Fruit vegetables and fibre
These are low in calories and good sources of vitamins, minerals and dietary fibre. Eating plenty of them will help to promote digestive health and can help prevent heart disease, stroke and some cancers.
- Look across your menu and think about where you could add more vegetables to as many dishes as possible (while not adding more fat, sugar or salt). This will allow you to use less of other ingredients (like cheese).
- Offer fruit salad or a platter of fruit on your dessert menu or fruits like melon or figs as part of a starter. The fruit can be fresh, canned in fruit juice, dried or frozen.
Promote healthier options
Although it is important to improve the nutrient content of all menu items, you can additionally develop promotions to give a unique selling point and encourage customers to pick a healthier meal or snack to eat.
- If you offer meal deals, this is a great way to get your customers to try healthier dishes. For example, a small pizza with a vegetable topping served with soup or salad and fruit for dessert adds variety. Offer healthier drinks and desserts which are lower in fat and sugar or those which meet the sugar reduction and calorie or portion size guidelines, smaller portion sizes or replace with fruit options.
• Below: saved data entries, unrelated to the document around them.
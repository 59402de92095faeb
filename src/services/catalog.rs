//! Catalog management service

use std::sync::Arc;

use validator::Validate;

use crate::{
    error::{AppError, AppResult},
    models::{
        book::{Book, CreateBook, NewBook, UpdateBook, DEFAULT_GENRE},
        ids::BookId,
    },
    repository::Repository,
    services::{clock::Clock, non_blank, required, uploads::UploadsService},
};

#[derive(Clone)]
pub struct CatalogService {
    repository: Repository,
    uploads: UploadsService,
    clock: Arc<dyn Clock>,
}

impl CatalogService {
    pub fn new(repository: Repository, uploads: UploadsService, clock: Arc<dyn Clock>) -> Self {
        Self {
            repository,
            uploads,
            clock,
        }
    }

    /// All books, newest first
    pub async fn list_books(&self) -> AppResult<Vec<Book>> {
        self.repository.books.list().await
    }

    pub async fn get_book(&self, id: BookId) -> AppResult<Book> {
        self.repository
            .books
            .get_by_id(id)
            .await?
            .ok_or_else(|| AppError::NotFound(format!("Book {} not found", id)))
    }

    /// Create a new book; title and author are mandatory
    pub async fn create_book(&self, request: CreateBook) -> AppResult<Book> {
        let title = required(request.title.as_deref(), "title")?;
        let author = required(request.author.as_deref(), "author")?;
        request.validate()?;

        let book = NewBook {
            id: BookId::new(),
            title: title.to_string(),
            author: author.to_string(),
            genre: non_blank(request.genre.as_deref())
                .unwrap_or(DEFAULT_GENRE)
                .to_string(),
            year: request.year,
            isbn: non_blank(request.isbn.as_deref()).map(str::to_string),
            cover: non_blank(request.cover.as_deref())
                .unwrap_or(self.uploads.default_cover())
                .to_string(),
            created_at: self.clock.now(),
        };

        let created = self.repository.books.create(book).await?;
        tracing::info!("Catalog: created book {} ({})", created.id, created.title);
        Ok(created)
    }

    /// Merge the supplied fields into an existing book
    pub async fn update_book(&self, request: UpdateBook) -> AppResult<Book> {
        let id = BookId::parse_field(request.id.as_deref(), "id")?;
        request.validate()?;
        for (field, value) in [("title", &request.title), ("author", &request.author)] {
            if value.as_deref().is_some_and(|v| v.trim().is_empty()) {
                return Err(AppError::Validation(format!("{} cannot be empty", field)));
            }
        }

        let previous = self.get_book(id).await?;
        if request.is_empty() {
            return Ok(previous);
        }

        let updated = self
            .repository
            .books
            .update(id, &request)
            .await?
            .ok_or_else(|| AppError::NotFound(format!("Book {} not found", id)))?;

        if updated.cover != previous.cover {
            self.uploads.remove_cover(&previous.cover).await;
        }

        Ok(updated)
    }

    /// Delete a book that is not on loan, then drop its uploaded cover
    pub async fn delete_book(&self, raw_id: &str) -> AppResult<Book> {
        let id = BookId::parse_field(Some(raw_id), "id")?;
        let book = self.get_book(id).await?;
        if book.is_borrowed() {
            return Err(AppError::Conflict("Cannot delete a borrowed book".to_string()));
        }

        let deleted = self
            .repository
            .books
            .delete_available(id)
            .await?
            .ok_or_else(|| AppError::Conflict("Cannot delete a borrowed book".to_string()))?;

        self.uploads.remove_cover(&deleted.cover).await;
        tracing::info!("Catalog: deleted book {}", id);

        Ok(deleted)
    }
}
//! Authentication endpoints

use axum::{extract::State, http::StatusCode, Json};
use axum_extra::extract::WithRejection;
use serde::Serialize;
use utoipa::ToSchema;

use crate::{
    error::AppResult,
    models::user::{Login, PublicUser, Signup},
    AppState,
};

use super::{ok, AuthenticatedUser, JsonBody, OkResponse};

/// Login response
#[derive(Serialize, ToSchema)]
pub struct LoginResponse {
    pub ok: bool,
    /// Bearer token for subsequent requests
    pub token: String,
    pub user: PublicUser,
}

/// Register a new user; `role: admin` needs an admin bearer token once an admin exists
#[utoipa::path(
    post,
    path = "/signup",
    tag = "auth",
    request_body = Signup,
    responses(
        (status = 201, description = "User created", body = OkResponse),
        (status = 400, description = "Missing field or email already registered", body = crate::error::ErrorResponse)
    )
)]
pub async fn signup(
    State(state): State<AppState>,
    caller: Option<AuthenticatedUser>,
    WithRejection(Json(request), _): JsonBody<Signup>,
) -> AppResult<(StatusCode, Json<OkResponse>)> {
    let caller = caller.map(|AuthenticatedUser(user)| user);
    state.services.auth.signup(request, caller.as_ref()).await?;
    Ok((StatusCode::CREATED, ok()))
}

/// Authenticate with email and password
#[utoipa::path(
    post,
    path = "/login",
    tag = "auth",
    request_body = Login,
    responses(
        (status = 200, description = "Login successful", body = LoginResponse),
        (status = 401, description = "Invalid credentials", body = crate::error::ErrorResponse)
    )
)]
pub async fn login(
    State(state): State<AppState>,
    WithRejection(Json(request), _): JsonBody<Login>,
) -> AppResult<Json<LoginResponse>> {
    let (token, user) = state.services.auth.login(request).await?;
    Ok(Json(LoginResponse {
        ok: true,
        token,
        user,
    }))
}

/// Invalidate the caller's token
#[utoipa::path(
    post,
    path = "/logout",
    tag = "auth",
    security(("bearer_auth" = [])),
    responses(
        (status = 200, description = "Logged out", body = OkResponse),
        (status = 401, description = "Not authenticated")
    )
)]
pub async fn logout(
    State(state): State<AppState>,
    AuthenticatedUser(user): AuthenticatedUser,
) -> AppResult<Json<OkResponse>> {
    state.services.auth.logout(&user).await?;
    Ok(ok())
}

/// Current user's public profile
#[utoipa::path(
    get,
    path = "/me",
    tag = "auth",
    security(("bearer_auth" = [])),
    responses(
        (status = 200, description = "Current user", body = PublicUser),
        (status = 401, description = "Not authenticated")
    )
)]
pub async fn me(AuthenticatedUser(user): AuthenticatedUser) -> Json<PublicUser> {
    Json(PublicUser::from(&user))
}
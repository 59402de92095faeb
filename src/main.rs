//! Libris Server - library management REST API

use std::{net::SocketAddr, sync::Arc};

use anyhow::Context;
use tokio::signal;
use tracing_subscriber::{layer::SubscriberExt, util::SubscriberInitExt};

use libris_server::{
    api,
    config::AppConfig,
    repository::Repository,
    services::{clock::SystemClock, uploads::UploadsService},
    AppState,
};

#[tokio::main]
async fn main() -> anyhow::Result<()> {
    // Load environment variables from .env file
    dotenvy::dotenv().ok();

    let config = AppConfig::load().context("Failed to load configuration")?;

    init_tracing(&config);

    tracing::info!("Starting Libris Server v{}", env!("CARGO_PKG_VERSION"));

    let repository = Repository::connect(&config.database)
        .await
        .context("Failed to open storage")?;

    UploadsService::new(&config.storage)
        .ensure_dir()
        .await
        .with_context(|| {
            format!(
                "Failed to create upload directory {}",
                config.storage.uploads_dir.display()
            )
        })?;

    let addr = SocketAddr::new(
        config
            .server
            .host
            .parse()
            .with_context(|| format!("Invalid host address {}", config.server.host))?,
        config.server.port,
    );

    let state = AppState::new(config, repository.clone(), Arc::new(SystemClock));
    let app = api::router(state);

    tracing::info!("Server listening on http://{}", addr);

    let listener = tokio::net::TcpListener::bind(addr).await?;
    axum::serve(listener, app)
        .with_graceful_shutdown(shutdown_signal())
        .await?;

    repository.close().await;
    tracing::info!("Server stopped");

    Ok(())
}

fn init_tracing(config: &AppConfig) {
    let filter = tracing_subscriber::EnvFilter::try_from_default_env()
        .unwrap_or_else(|_| format!("libris_server={},tower_http=debug", config.logging.level).into());

    let registry = tracing_subscriber::registry().with(filter);
    if config.logging.format.eq_ignore_ascii_case("json") {
        registry.with(tracing_subscriber::fmt::layer().json()).init();
    } else {
        registry.with(tracing_subscriber::fmt::layer()).init();
    }
}

/// Resolves on Ctrl+C or SIGTERM
async fn shutdown_signal() {
    let ctrl_c = async {
        if let Err(e) = signal::ctrl_c().await {
            tracing::error!("Failed to listen for Ctrl+C: {}", e);
            std::future::pending::<()>().await;
        }
    };

    #[cfg(unix)]
    let terminate = async {
        match signal::unix::signal(signal::unix::SignalKind::terminate()) {
            Ok(mut sigterm) => {
                sigterm.recv().await;
            }
            Err(e) => {
                tracing::error!("Failed to install SIGTERM handler: {}", e);
                std::future::pending::<()>().await;
            }
        }
    };

    #[cfg(not(unix))]
    let terminate = std::future::pending::<()>();

    tokio::select! {
        () = ctrl_c => tracing::info!("Received Ctrl+C, shutting down"),
        () = terminate => tracing::info!("Received SIGTERM, shutting down"),
    }
}
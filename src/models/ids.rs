//! Typed identifiers.
//!
//! Stores only ever hold copies of each other's identifiers, never live
//! references. Each entity gets its own wrapper so a member id cannot be
//! passed where a book id is expected.

use serde::{Deserialize, Serialize};
use uuid::Uuid;

use crate::error::{AppError, AppResult};

macro_rules! define_id {
    ($(#[$meta:meta])* $name:ident, $entity:literal) => {
        $(#[$meta])*
        #[derive(
            Debug, Clone, Copy, PartialEq, Eq, Hash, PartialOrd, Ord,
            Serialize, Deserialize, sqlx::Type, utoipa::ToSchema,
        )]
        #[serde(transparent)]
        #[sqlx(transparent)]
        pub struct $name(#[schema(value_type = String, format = Uuid)] Uuid);

        impl $name {
            pub fn new() -> Self {
                Self(Uuid::new_v4())
            }

            pub fn as_uuid(&self) -> Uuid {
                self.0
            }

            /// Resolve a client-supplied identifier field.
            ///
            /// A missing or blank value is a `MissingField`; a value that is not a
            /// well-formed identifier cannot name an existing record and is reported
            /// as `NotFound`.
            pub fn parse_field(value: Option<&str>, field: &'static str) -> AppResult<Self> {
                let raw = value
                    .map(str::trim)
                    .filter(|v| !v.is_empty())
                    .ok_or(AppError::MissingField(field))?;
                raw.parse()
                    .map_err(|_| AppError::NotFound(format!("{} {} not found", $entity, raw)))
            }
        }

        impl Default for $name {
            fn default() -> Self {
                Self::new()
            }
        }

        impl From<Uuid> for $name {
            fn from(id: Uuid) -> Self {
                Self(id)
            }
        }

        impl std::fmt::Display for $name {
            fn fmt(&self, f: &mut std::fmt::Formatter<'_>) -> std::fmt::Result {
                write!(f, "{}", self.0)
            }
        }

        impl std::str::FromStr for $name {
            type Err = uuid::Error;

            fn from_str(s: &str) -> Result<Self, Self::Err> {
                Uuid::parse_str(s).map(Self)
            }
        }
    };
}

define_id!(
    /// Identity of a catalog book
    BookId,
    "Book"
);
define_id!(
    /// Identity of a library member
    MemberId,
    "Member"
);
define_id!(
    /// Identity of a credential (login) record
    UserId,
    "User"
);
define_id!(
    /// Identity of a loan ledger row
    LoanId,
    "Loan"
);
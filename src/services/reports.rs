//! Read-only aggregations over the catalog and the loan ledger

use std::{collections::HashMap, sync::Arc};

use crate::{
    config::CirculationConfig,
    error::AppResult,
    models::{
        book::Book,
        loan::FinePolicy,
        report::{ActiveMember, OverdueLoan},
    },
    repository::Repository,
    services::clock::Clock,
};

pub const DEFAULT_REPORT_LIMIT: i64 = 10;

#[derive(Clone)]
pub struct ReportsService {
    repository: Repository,
    clock: Arc<dyn Clock>,
    fine_policy: FinePolicy,
}

impl ReportsService {
    pub fn new(repository: Repository, config: &CirculationConfig, clock: Arc<dyn Clock>) -> Self {
        Self {
            repository,
            clock,
            fine_policy: FinePolicy::new(config.fine_per_day),
        }
    }

    /// Books ordered by borrow count, ties in creation order
    pub async fn most_borrowed(&self, limit: i64) -> AppResult<Vec<Book>> {
        self.repository.books.most_borrowed(limit.max(0)).await
    }

    /// Members with the most ledger rows, joined to their current record
    pub async fn active_members(&self, limit: i64) -> AppResult<Vec<ActiveMember>> {
        let counts = self.repository.loans.count_by_member(limit.max(0)).await?;
        if counts.is_empty() {
            return Ok(Vec::new());
        }

        let ids: Vec<_> = counts.iter().map(|c| c.member_id).collect();
        let mut members: HashMap<_, _> = self
            .repository
            .members
            .get_many(&ids)
            .await?
            .into_iter()
            .map(|m| (m.id, m))
            .collect();

        Ok(counts
            .into_iter()
            .map(|count| ActiveMember {
                member_id: count.member_id,
                borrow_count: count.borrow_count,
                member: members.remove(&count.member_id),
            })
            .collect())
    }

    /// Open loans past their due date, most overdue first
    pub async fn overdue(&self) -> AppResult<Vec<OverdueLoan>> {
        let now = self.clock.now();
        let mut overdue: Vec<OverdueLoan> = self
            .repository
            .loans
            .list(Some(true))
            .await?
            .into_iter()
            .filter(|loan| loan.due_date < now)
            .map(|loan| OverdueLoan {
                days_late: FinePolicy::days_late(loan.due_date, now),
                fine: self.fine_policy.fine_for(loan.due_date, now),
                loan,
            })
            .collect();

        overdue.sort_by_key(|o| o.loan.due_date);
        Ok(overdue)
    }
}

#[cfg(test)]
mod tests {
    use super::*;
    use crate::{
        models::{
            book::NewBook,
            ids::{BookId, MemberId},
            loan::{Checkout, LoanDays},
            member::NewMember,
            report::MemberLoanCount,
        },
        repository::{
            books::MockBooksRepository, loans::MockLoansRepository,
            members::MockMembersRepository, users::MockUsersRepository,
        },
        services::clock::ManualClock,
    };
    use chrono::{Duration, TimeZone, Utc};
    use rust_decimal::Decimal;

    fn clock() -> ManualClock {
        ManualClock::new(Utc.with_ymd_and_hms(2024, 1, 10, 8, 0, 0).unwrap())
    }

    fn reports(repository: Repository, clock: &ManualClock) -> ReportsService {
        ReportsService::new(repository, &CirculationConfig::default(), Arc::new(clock.clone()))
    }

    async fn add_book(repository: &Repository, clock: &ManualClock, title: &str) -> BookId {
        clock.advance(Duration::seconds(1));
        repository
            .books
            .create(NewBook {
                id: BookId::new(),
                title: title.into(),
                author: "Anon".into(),
                genre: "Unknown".into(),
                year: None,
                isbn: None,
                cover: "/images/placeholder-cover.svg".into(),
                created_at: clock.now(),
            })
            .await
            .unwrap()
            .id
    }

    async fn add_member(repository: &Repository, clock: &ManualClock, email: &str) -> MemberId {
        repository
            .members
            .create(NewMember {
                id: MemberId::new(),
                name: email.into(),
                email: email.into(),
                role: "student".into(),
                created_at: clock.now(),
            })
            .await
            .unwrap()
            .id
    }

    async fn lend(repository: &Repository, clock: &ManualClock, book: BookId, member: MemberId, days: i64) {
        let now = clock.now();
        repository
            .loans
            .borrow(&Checkout {
                book_id: book,
                member_id: member,
                borrowed_on: now,
                due_date: LoanDays::coerce(Some(&serde_json::json!(days)), 7, 365).due_from(now).unwrap(),
            })
            .await
            .unwrap();
    }

    async fn give_back(repository: &Repository, clock: &ManualClock, book: BookId) {
        repository
            .loans
            .return_book(book, clock.now(), FinePolicy::default())
            .await
            .unwrap();
    }

    #[tokio::test]
    async fn test_most_borrowed_is_bounded_and_stable() {
        let repository = Repository::in_memory();
        let clock = clock();
        let member = add_member(&repository, &clock, "a@x.com").await;

        let mut ids = Vec::new();
        for i in 0..12 {
            ids.push(add_book(&repository, &clock, &format!("Book {}", i)).await);
        }
        for _ in 0..2 {
            lend(&repository, &clock, ids[5], member, 7).await;
            give_back(&repository, &clock, ids[5]).await;
        }
        lend(&repository, &clock, ids[9], member, 7).await;

        let top = reports(repository, &clock).most_borrowed(DEFAULT_REPORT_LIMIT).await.unwrap();
        assert_eq!(top.len(), 10);
        assert_eq!(top[0].id, ids[5]);
        assert_eq!(top[1].id, ids[9]);
        assert!(top.windows(2).all(|w| w[0].borrow_count >= w[1].borrow_count));
        // untouched books keep creation order
        let rest: Vec<_> = top[2..].iter().map(|b| b.id).collect();
        let expected: Vec<_> = ids
            .iter()
            .copied()
            .filter(|id| *id != ids[5] && *id != ids[9])
            .take(8)
            .collect();
        assert_eq!(rest, expected);
    }

    #[tokio::test]
    async fn test_active_members_counts_and_joins() {
        let repository = Repository::in_memory();
        let clock = clock();
        let alice = add_member(&repository, &clock, "a@x.com").await;
        let bob = add_member(&repository, &clock, "b@x.com").await;
        let first = add_book(&repository, &clock, "Dune").await;
        let second = add_book(&repository, &clock, "Emma").await;

        lend(&repository, &clock, first, alice, 7).await;
        give_back(&repository, &clock, first).await;
        lend(&repository, &clock, second, alice, 7).await;
        lend(&repository, &clock, first, bob, 7).await;

        let active = reports(repository, &clock).active_members(10).await.unwrap();
        assert_eq!(active.len(), 2);
        assert_eq!(active[0].member_id, alice);
        assert_eq!(active[0].borrow_count, 2);
        assert_eq!(active[0].member.as_ref().map(|m| m.id), Some(alice));
        assert_eq!(active[1].member_id, bob);
        assert_eq!(active[1].borrow_count, 1);
    }

    #[tokio::test]
    async fn test_active_members_tolerates_deleted_member() {
        let gone = MemberId::new();

        let mut loans = MockLoansRepository::new();
        loans.expect_count_by_member().returning(move |_| {
            Ok(vec![MemberLoanCount {
                member_id: gone,
                borrow_count: 3,
            }])
        });
        let mut members = MockMembersRepository::new();
        members.expect_get_many().returning(|_| Ok(Vec::new()));

        let repository = Repository::from_stores(
            Arc::new(MockBooksRepository::new()),
            Arc::new(members),
            Arc::new(MockUsersRepository::new()),
            Arc::new(loans),
        );

        let active = reports(repository, &clock()).active_members(10).await.unwrap();
        assert_eq!(active.len(), 1);
        assert_eq!(active[0].borrow_count, 3);
        assert!(active[0].member.is_none());
    }

    #[tokio::test]
    async fn test_overdue_lists_only_late_open_loans() {
        let repository = Repository::in_memory();
        let clock = clock();
        let alice = add_member(&repository, &clock, "a@x.com").await;
        let late = add_book(&repository, &clock, "Late").await;
        let fresh = add_book(&repository, &clock, "Fresh").await;

        lend(&repository, &clock, late, alice, 2).await;
        lend(&repository, &clock, fresh, alice, 30).await;
        clock.advance(Duration::days(4));

        let overdue = reports(repository, &clock).overdue().await.unwrap();
        assert_eq!(overdue.len(), 1);
        assert_eq!(overdue[0].loan.book_id, late);
        assert_eq!(overdue[0].days_late, 2);
        assert_eq!(overdue[0].fine, Decimal::from(10));
    }
}
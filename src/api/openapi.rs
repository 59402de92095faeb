//! OpenAPI documentation

use axum::Router;
use utoipa::{
    openapi::security::{HttpAuthScheme, HttpBuilder, SecurityScheme},
    Modify, OpenApi,
};
use utoipa_swagger_ui::SwaggerUi;

use crate::api::{auth, books, circulation, health, members, reports, uploads};

#[derive(OpenApi)]
#[openapi(
    info(
        title = "Libris API",
        version = "0.1.0",
        description = "Library catalog, membership and circulation REST API"
    ),
    servers(
        (url = "/api", description = "JSON API")
    ),
    paths(
        // Health
        health::health_check,
        health::readiness_check,
        // Auth
        auth::signup,
        auth::login,
        auth::logout,
        auth::me,
        // Books
        books::list_books,
        books::create_book,
        books::update_book,
        books::delete_book,
        uploads::upload_cover,
        // Members
        members::list_members,
        members::create_member,
        members::update_member,
        members::delete_member,
        // Circulation
        circulation::borrow,
        circulation::return_book,
        circulation::list_loans,
        // Reports
        reports::most_borrowed,
        reports::active_members,
        reports::overdue,
    ),
    components(
        schemas(
            // Auth
            crate::models::user::Role,
            crate::models::user::PublicUser,
            crate::models::user::Signup,
            crate::models::user::Login,
            auth::LoginResponse,
            // Books
            crate::models::book::Book,
            crate::models::book::BookStatus,
            crate::models::book::CreateBook,
            crate::models::book::UpdateBook,
            books::BookResponse,
            uploads::UploadCoverRequest,
            uploads::UploadCoverResponse,
            // Members
            crate::models::member::Member,
            crate::models::member::BorrowedBook,
            crate::models::member::CreateMember,
            crate::models::member::UpdateMember,
            members::MemberResponse,
            // Circulation
            crate::models::loan::LoanRecord,
            circulation::BorrowRequest,
            circulation::BorrowResponse,
            circulation::ReturnRequest,
            circulation::ReturnResponse,
            // Reports
            crate::models::report::ActiveMember,
            crate::models::report::OverdueLoan,
            // Common
            super::OkResponse,
            super::CreatedResponse,
            health::HealthResponse,
            crate::error::ErrorResponse,
            crate::error::ErrorCode,
        )
    ),
    modifiers(&BearerAuth),
    tags(
        (name = "health", description = "Health check endpoints"),
        (name = "auth", description = "Signup, login and sessions"),
        (name = "books", description = "Catalog management"),
        (name = "members", description = "Membership management"),
        (name = "circulation", description = "Borrowing, returns and the loan ledger"),
        (name = "reports", description = "Reporting aggregates")
    )
)]
pub struct ApiDoc;

struct BearerAuth;

impl Modify for BearerAuth {
    fn modify(&self, openapi: &mut utoipa::openapi::OpenApi) {
        if let Some(components) = openapi.components.as_mut() {
            components.add_security_scheme(
                "bearer_auth",
                SecurityScheme::Http(HttpBuilder::new().scheme(HttpAuthScheme::Bearer).build()),
            );
        }
    }
}

/// Create the OpenAPI documentation router
pub fn create_openapi_router() -> Router {
    Router::new()
        .merge(SwaggerUi::new("/swagger-ui").url("/api-docs/openapi.json", ApiDoc::openapi()))
}
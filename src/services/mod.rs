//! Business logic services

pub mod auth;
pub mod catalog;
pub mod circulation;
pub mod clock;
pub mod members;
pub mod reports;
pub mod uploads;

use std::sync::Arc;

use crate::{
    config::AppConfig,
    error::{AppError, AppResult},
    repository::Repository,
};

use self::clock::Clock;

/// Container for all services
#[derive(Clone)]
pub struct Services {
    pub auth: auth::AuthService,
    pub catalog: catalog::CatalogService,
    pub members: members::MembersService,
    pub circulation: circulation::CirculationService,
    pub reports: reports::ReportsService,
    pub uploads: uploads::UploadsService,
}

impl Services {
    /// Create all services over the given repository and time source
    pub fn new(repository: Repository, config: &AppConfig, clock: Arc<dyn Clock>) -> Self {
        let uploads = uploads::UploadsService::new(&config.storage);

        Self {
            auth: auth::AuthService::new(repository.clone(), config.auth.clone(), clock.clone()),
            catalog: catalog::CatalogService::new(repository.clone(), uploads.clone(), clock.clone()),
            members: members::MembersService::new(repository.clone(), clock.clone()),
            circulation: circulation::CirculationService::new(
                repository.clone(),
                &config.circulation,
                clock.clone(),
            ),
            reports: reports::ReportsService::new(repository, &config.circulation, clock),
            uploads,
        }
    }
}

/// Trimmed value of a mandatory text field
pub(crate) fn required<'a>(value: Option<&'a str>, field: &'static str) -> AppResult<&'a str> {
    non_blank(value).ok_or(AppError::MissingField(field))
}

/// Trimmed value of an optional text field, `None` when blank
pub(crate) fn non_blank(value: Option<&str>) -> Option<&str> {
    value.map(str::trim).filter(|v| !v.is_empty())
}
- Encourage customers to choose healthier toppings. You could try doing special price promotions or marketing pizzas with lower salt and fat toppings like tuna, chicken and vegetables (peppers, mushrooms, onion, sweetcorn, garlic or rocket) instead of salty or fatty processed meats and cheeses.
- Train staff to suggest and promote healthier options with higher fibre and less salt, saturated fat, sugar and calories if asked for a recommendation.
Source healthier ingredients and food products from suppliers
Check the nutrition information about the foods and drinks you buy in and choose options with higher fibre and less salt, sugar and fats. Your supplier may be able to assist you.
Provide energy information
Calorie Wise is a free scheme in Northern Ireland to help catering businesses display calorie information on menus. This allows customers to have the information they need to make healthier choices when eating out.
The Food Standards Agency provides a free, online tool called MenuCal which helps businesses to calculate the energy value of food, in both kilojoules and kilocalories. The MenuCal tool also assists businesses to manage allergen information.